Stored items:
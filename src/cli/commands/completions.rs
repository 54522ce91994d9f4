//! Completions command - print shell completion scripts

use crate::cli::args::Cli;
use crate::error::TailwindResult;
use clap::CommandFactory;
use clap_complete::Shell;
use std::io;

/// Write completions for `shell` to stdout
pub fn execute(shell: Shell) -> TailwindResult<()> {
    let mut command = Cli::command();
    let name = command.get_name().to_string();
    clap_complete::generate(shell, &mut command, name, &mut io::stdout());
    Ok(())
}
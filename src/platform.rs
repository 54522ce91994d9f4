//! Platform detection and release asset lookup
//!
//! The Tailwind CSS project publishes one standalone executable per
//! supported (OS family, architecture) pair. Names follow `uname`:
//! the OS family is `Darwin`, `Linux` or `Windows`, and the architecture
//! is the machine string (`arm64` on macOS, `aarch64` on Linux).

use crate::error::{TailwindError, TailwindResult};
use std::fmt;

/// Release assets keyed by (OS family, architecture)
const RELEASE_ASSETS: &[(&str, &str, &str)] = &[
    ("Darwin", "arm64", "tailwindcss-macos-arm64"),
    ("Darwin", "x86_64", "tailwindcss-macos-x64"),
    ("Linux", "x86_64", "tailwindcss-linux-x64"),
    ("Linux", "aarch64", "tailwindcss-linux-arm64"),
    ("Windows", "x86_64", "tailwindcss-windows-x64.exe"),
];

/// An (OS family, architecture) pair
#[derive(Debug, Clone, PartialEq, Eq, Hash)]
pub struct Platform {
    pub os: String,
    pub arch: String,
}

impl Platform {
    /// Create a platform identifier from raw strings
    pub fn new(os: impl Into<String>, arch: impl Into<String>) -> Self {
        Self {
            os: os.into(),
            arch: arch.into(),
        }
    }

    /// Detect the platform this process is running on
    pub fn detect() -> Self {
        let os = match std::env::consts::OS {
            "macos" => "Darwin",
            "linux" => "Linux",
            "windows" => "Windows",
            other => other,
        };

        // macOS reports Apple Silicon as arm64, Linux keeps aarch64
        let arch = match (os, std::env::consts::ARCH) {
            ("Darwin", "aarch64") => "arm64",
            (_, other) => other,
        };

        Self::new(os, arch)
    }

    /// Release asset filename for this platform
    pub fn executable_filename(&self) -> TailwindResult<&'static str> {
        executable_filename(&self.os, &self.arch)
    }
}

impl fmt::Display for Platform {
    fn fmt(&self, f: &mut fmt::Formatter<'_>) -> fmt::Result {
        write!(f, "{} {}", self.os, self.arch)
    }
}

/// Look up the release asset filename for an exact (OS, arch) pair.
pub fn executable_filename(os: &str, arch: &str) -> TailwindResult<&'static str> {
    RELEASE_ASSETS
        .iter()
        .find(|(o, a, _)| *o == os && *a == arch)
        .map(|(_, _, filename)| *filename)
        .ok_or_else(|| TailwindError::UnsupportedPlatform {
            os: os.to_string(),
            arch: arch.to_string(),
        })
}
---
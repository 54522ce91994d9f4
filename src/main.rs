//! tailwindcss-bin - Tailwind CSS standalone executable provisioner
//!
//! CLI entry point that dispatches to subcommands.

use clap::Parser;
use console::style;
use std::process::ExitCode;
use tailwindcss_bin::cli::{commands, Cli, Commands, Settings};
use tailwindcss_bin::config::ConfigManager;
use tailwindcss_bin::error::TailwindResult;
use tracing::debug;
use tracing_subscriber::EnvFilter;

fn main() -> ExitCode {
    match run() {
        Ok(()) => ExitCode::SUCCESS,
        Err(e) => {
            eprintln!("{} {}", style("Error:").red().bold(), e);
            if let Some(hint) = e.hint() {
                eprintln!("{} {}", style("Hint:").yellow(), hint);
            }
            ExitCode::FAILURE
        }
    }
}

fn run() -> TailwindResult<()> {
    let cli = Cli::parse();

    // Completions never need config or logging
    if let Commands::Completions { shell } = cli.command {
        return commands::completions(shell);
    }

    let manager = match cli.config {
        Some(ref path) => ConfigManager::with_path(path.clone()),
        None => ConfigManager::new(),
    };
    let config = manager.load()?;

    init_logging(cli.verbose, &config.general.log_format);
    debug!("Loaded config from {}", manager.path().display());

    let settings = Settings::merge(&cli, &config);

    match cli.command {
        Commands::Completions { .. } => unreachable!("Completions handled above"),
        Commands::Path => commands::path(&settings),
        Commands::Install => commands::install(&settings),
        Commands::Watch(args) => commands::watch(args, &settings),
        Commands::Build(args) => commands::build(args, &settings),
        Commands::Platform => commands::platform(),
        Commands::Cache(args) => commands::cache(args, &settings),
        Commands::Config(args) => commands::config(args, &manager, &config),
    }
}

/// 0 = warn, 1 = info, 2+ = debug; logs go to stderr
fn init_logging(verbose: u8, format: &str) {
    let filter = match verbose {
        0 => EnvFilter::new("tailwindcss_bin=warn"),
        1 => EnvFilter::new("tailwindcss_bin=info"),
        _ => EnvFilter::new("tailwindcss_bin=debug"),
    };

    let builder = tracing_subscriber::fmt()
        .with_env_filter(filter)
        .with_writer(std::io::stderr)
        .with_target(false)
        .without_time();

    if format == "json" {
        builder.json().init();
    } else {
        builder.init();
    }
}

## [Assignment]
Copy out each line of the entries above that holds "Linux".

## [Answer box]
//! the OS family is `Darwin`, `Linux` or `Windows`, and the architecture
//! is the machine string (`arm64` on macOS, `aarch64` on Linux).
    ("Linux", "x86_64", "tailwindcss-linux-x64"),
    ("Linux", "aarch64", "tailwindcss-linux-arm64"),
            "linux" => "Linux",
        // macOS reports Apple Silicon as arm64, Linux keeps aarch64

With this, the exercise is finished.